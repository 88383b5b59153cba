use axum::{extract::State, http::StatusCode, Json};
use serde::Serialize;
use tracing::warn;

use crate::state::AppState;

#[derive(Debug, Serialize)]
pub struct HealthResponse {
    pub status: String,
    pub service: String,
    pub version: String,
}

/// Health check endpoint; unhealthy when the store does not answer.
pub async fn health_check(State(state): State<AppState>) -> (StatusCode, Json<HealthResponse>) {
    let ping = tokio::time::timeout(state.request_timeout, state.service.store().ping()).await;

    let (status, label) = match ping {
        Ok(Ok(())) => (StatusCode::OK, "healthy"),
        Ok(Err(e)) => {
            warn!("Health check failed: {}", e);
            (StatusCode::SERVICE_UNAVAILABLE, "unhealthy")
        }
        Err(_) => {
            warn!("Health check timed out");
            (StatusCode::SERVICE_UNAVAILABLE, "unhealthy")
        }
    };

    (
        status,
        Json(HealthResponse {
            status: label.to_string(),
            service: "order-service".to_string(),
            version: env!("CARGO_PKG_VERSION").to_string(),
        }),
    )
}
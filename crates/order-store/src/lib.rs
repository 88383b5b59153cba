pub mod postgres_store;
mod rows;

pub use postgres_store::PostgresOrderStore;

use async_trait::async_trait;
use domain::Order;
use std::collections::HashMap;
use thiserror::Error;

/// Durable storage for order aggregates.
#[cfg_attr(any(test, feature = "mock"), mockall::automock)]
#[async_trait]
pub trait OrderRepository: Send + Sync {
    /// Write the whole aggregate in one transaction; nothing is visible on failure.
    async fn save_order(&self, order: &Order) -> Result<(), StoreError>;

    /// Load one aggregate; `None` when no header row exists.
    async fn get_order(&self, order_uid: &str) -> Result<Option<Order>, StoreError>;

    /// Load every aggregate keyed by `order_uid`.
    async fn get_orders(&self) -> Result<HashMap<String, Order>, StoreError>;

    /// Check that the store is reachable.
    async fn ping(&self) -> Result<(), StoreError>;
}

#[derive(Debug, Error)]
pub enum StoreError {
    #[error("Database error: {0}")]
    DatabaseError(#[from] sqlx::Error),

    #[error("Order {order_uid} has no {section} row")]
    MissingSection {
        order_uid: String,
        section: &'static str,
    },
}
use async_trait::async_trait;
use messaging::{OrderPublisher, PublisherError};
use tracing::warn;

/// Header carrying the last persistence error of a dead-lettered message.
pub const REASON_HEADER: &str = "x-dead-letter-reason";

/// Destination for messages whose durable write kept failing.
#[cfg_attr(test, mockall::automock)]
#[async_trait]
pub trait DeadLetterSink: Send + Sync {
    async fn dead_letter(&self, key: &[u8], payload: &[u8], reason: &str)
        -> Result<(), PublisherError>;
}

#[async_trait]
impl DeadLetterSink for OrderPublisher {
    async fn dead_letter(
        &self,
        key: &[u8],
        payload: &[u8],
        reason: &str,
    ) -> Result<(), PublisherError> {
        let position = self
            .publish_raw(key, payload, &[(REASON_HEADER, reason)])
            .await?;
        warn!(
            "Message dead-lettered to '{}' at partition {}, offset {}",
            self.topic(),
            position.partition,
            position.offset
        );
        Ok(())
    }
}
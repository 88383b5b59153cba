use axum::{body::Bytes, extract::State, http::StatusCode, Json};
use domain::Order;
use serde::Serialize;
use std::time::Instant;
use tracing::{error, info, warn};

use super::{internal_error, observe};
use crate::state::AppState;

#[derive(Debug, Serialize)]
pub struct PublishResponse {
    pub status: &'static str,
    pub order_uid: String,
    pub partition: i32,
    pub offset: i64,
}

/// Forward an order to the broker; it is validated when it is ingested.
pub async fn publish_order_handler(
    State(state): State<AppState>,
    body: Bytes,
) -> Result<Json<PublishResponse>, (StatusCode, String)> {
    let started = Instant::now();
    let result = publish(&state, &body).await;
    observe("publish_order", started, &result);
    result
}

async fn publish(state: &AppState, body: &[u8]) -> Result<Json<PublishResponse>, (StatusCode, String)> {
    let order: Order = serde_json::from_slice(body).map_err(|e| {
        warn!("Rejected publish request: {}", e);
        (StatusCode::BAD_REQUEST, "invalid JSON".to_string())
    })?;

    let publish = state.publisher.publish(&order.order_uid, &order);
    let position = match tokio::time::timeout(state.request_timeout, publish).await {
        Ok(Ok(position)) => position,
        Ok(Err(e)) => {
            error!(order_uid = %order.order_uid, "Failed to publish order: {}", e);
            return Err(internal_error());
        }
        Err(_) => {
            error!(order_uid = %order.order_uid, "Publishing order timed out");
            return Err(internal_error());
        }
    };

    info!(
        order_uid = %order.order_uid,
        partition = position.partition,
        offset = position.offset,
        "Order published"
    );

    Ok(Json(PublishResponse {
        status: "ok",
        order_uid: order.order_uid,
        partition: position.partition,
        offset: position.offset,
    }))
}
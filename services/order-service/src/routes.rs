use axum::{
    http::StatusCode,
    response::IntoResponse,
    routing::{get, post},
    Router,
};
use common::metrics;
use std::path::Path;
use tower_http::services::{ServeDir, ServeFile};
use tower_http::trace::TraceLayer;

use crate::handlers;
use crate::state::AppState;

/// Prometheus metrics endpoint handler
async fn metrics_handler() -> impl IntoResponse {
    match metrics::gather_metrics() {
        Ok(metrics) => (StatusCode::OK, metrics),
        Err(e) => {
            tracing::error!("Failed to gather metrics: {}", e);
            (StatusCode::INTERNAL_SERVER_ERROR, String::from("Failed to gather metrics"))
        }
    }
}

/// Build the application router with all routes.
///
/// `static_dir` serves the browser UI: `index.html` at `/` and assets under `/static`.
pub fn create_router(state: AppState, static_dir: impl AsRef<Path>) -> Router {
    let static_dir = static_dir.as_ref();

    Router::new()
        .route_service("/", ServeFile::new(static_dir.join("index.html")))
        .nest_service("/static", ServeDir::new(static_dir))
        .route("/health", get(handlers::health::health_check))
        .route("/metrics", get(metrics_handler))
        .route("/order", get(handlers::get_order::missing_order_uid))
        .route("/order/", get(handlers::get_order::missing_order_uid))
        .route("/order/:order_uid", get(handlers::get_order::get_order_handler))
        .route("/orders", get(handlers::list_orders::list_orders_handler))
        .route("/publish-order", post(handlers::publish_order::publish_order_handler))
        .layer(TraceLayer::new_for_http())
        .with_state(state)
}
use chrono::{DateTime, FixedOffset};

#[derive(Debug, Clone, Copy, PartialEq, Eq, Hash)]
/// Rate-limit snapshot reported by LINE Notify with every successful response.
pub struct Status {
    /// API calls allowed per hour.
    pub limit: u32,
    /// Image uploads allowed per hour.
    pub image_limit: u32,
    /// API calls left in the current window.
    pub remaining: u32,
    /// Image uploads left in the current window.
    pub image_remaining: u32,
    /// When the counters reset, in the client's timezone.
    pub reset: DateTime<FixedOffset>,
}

- [EXERCISE]
Word for word, write out the entries above again.

- [ANSWER FOR THE TASK]
repository 88383b5b59153cba
use axum::{extract::State, http::StatusCode, Json};
use serde::Serialize;
use tracing::warn;

use crate::state::AppState;

#[derive(Debug, Serialize)]
pub struct HealthResponse {
    pub status: String,
    pub service: String,
    pub version: String,
}

/// Health check endpoint; unhealthy when the store does not answer.
pub async fn health_check(State(state): State<AppState>) -> (StatusCode, Json<HealthResponse>) {
    let ping = tokio::time::timeout(state.request_timeout, state.service.store().ping()).await;

    let (status, label) = match ping {
        Ok(Ok(())) => (StatusCode::OK, "healthy"),
        Ok(Err(e)) => {
            warn!("Health check failed: {}", e);
            (StatusCode::SERVICE_UNAVAILABLE, "unhealthy")
        }
        Err(_) => {
            warn!("Health check timed out");
            (StatusCode::SERVICE_UNAVAILABLE, "unhealthy")
        }
    };

    (
        status,
        Json(HealthResponse {
            status: label.to_string(),
            service: "order-service".to_string(),
            version: env!("CARGO_PKG_VERSION").to_string(),
        }),
    )
}
filename crates/order-store/src/lib.rs
repository 88383b5b59153cba
pub mod postgres_store;
mod rows;

pub use postgres_store::PostgresOrderStore;

use async_trait::async_trait;
use domain::Order;
use std::collections::HashMap;
use thiserror::Error;

/// Durable storage for order aggregates.
#[cfg_attr(any(test, feature = "mock"), mockall::automock)]
#[async_trait]
pub trait OrderRepository: Send + Sync {
    /// Write the whole aggregate in one transaction; nothing is visible on failure.
    async fn save_order(&self, order: &Order) -> Result<(), StoreError>;

    /// Load one aggregate; `None` when no header row exists.
    async fn get_order(&self, order_uid: &str) -> Result<Option<Order>, StoreError>;

    /// Load every aggregate keyed by `order_uid`.
    async fn get_orders(&self) -> Result<HashMap<String, Order>, StoreError>;

    /// Check that the store is reachable.
    async fn ping(&self) -> Result<(), StoreError>;
}

#[derive(Debug, Error)]
pub enum StoreError {
    #[error("Database error: {0}")]
    DatabaseError(#[from] sqlx::Error),

    #[error("Order {order_uid} has no {section} row")]
    MissingSection {
        order_uid: String,
        section: &'static str,
    },
}
use async_trait::async_trait;
use messaging::{OrderPublisher, PublisherError};
use tracing::warn;

/// Header carrying the last persistence error of a dead-lettered message.
pub const REASON_HEADER: &str = "x-dead-letter-reason";

/// Destination for messages whose durable write kept failing.
#[cfg_attr(test, mockall::automock)]
#[async_trait]
pub trait DeadLetterSink: Send + Sync {
    async fn dead_letter(&self, key: &[u8], payload: &[u8], reason: &str)
        -> Result<(), PublisherError>;
}

#[async_trait]
impl DeadLetterSink for OrderPublisher {
    async fn dead_letter(
        &self,
        key: &[u8],
        payload: &[u8],
        reason: &str,
    ) -> Result<(), PublisherError> {
        let position = self
            .publish_raw(key, payload, &[(REASON_HEADER, reason)])
            .await?;
        warn!(
            "Message dead-lettered to '{}' at partition {}, offset {}",
            self.topic(),
            position.partition,
            position.offset
        );
        Ok(())
    }
}
repository 88383b5b59153cba
use axum::{body::Bytes, extract::State, http::StatusCode, Json};
use domain::Order;
use serde::Serialize;
use std::time::Instant;
use tracing::{error, info, warn};

use super::{internal_error, observe};
use crate::state::AppState;

#[derive(Debug, Serialize)]
pub struct PublishResponse {
    pub status: &'static str,
    pub order_uid: String,
    pub partition: i32,
    pub offset: i64,
}

/// Forward an order to the broker; it is validated when it is ingested.
pub async fn publish_order_handler(
    State(state): State<AppState>,
    body: Bytes,
) -> Result<Json<PublishResponse>, (StatusCode, String)> {
    let started = Instant::now();
    let result = publish(&state, &body).await;
    observe("publish_order", started, &result);
    result
}

async fn publish(state: &AppState, body: &[u8]) -> Result<Json<PublishResponse>, (StatusCode, String)> {
    let order: Order = serde_json::from_slice(body).map_err(|e| {
        warn!("Rejected publish request: {}", e);
        (StatusCode::BAD_REQUEST, "invalid JSON".to_string())
    })?;

    let publish = state.publisher.publish(&order.order_uid, &order);
    let position = match tokio::time::timeout(state.request_timeout, publish).await {
        Ok(Ok(position)) => position,
        Ok(Err(e)) => {
            error!(order_uid = %order.order_uid, "Failed to publish order: {}", e);
            return Err(internal_error());
        }
        Err(_) => {
            error!(order_uid = %order.order_uid, "Publishing order timed out");
            return Err(internal_error());
        }
    };

    info!(
        order_uid = %order.order_uid,
        partition = position.partition,
        offset = position.offset,
        "Order published"
    );

    Ok(Json(PublishResponse {
        status: "ok",
        order_uid: order.order_uid,
        partition: position.partition,
        offset: position.offset,
    }))
}
filename services/order-service/src/routes.rs
use axum::{
    http::StatusCode,
    response::IntoResponse,
    routing::{get, post},
    Router,
};
use common::metrics;
use std::path::Path;
use tower_http::services::{ServeDir, ServeFile};
use tower_http::trace::TraceLayer;

use crate::handlers;
use crate::state::AppState;

/// Prometheus metrics endpoint handler
async fn metrics_handler() -> impl IntoResponse {
    match metrics::gather_metrics() {
        Ok(metrics) => (StatusCode::OK, metrics),
        Err(e) => {
            tracing::error!("Failed to gather metrics: {}", e);
            (StatusCode::INTERNAL_SERVER_ERROR, String::from("Failed to gather metrics"))
        }
    }
}

/// Build the application router with all routes.
///
/// `static_dir` serves the browser UI: `index.html` at `/` and assets under `/static`.
pub fn create_router(state: AppState, static_dir: impl AsRef<Path>) -> Router {
    let static_dir = static_dir.as_ref();

    Router::new()
        .route_service("/", ServeFile::new(static_dir.join("index.html")))
        .nest_service("/static", ServeDir::new(static_dir))
        .route("/health", get(handlers::health::health_check))
        .route("/metrics", get(metrics_handler))
        .route("/order", get(handlers::get_order::missing_order_uid))
        .route("/order/", get(handlers::get_order::missing_order_uid))
        .route("/order/:order_uid", get(handlers::get_order::get_order_handler))
        .route("/orders", get(handlers::list_orders::list_orders_handler))
        .route("/publish-order", post(handlers::publish_order::publish_order_handler))
        .layer(TraceLayer::new_for_http())
        .with_state(state)
}
use chrono::{DateTime, FixedOffset};

#[derive(Debug, Clone, Copy, PartialEq, Eq, Hash)]
/// Rate-limit snapshot reported by LINE Notify with every successful response.
pub struct Status {
    /// API calls allowed per hour.
    pub limit: u32,
    /// Image uploads allowed per hour.
    pub image_limit: u32,
    /// API calls left in the current window.
    pub remaining: u32,
    /// Image uploads left in the current window.
    pub image_remaining: u32,
    /// When the counters reset, in the client's timezone.
    pub reset: DateTime<FixedOffset>,
}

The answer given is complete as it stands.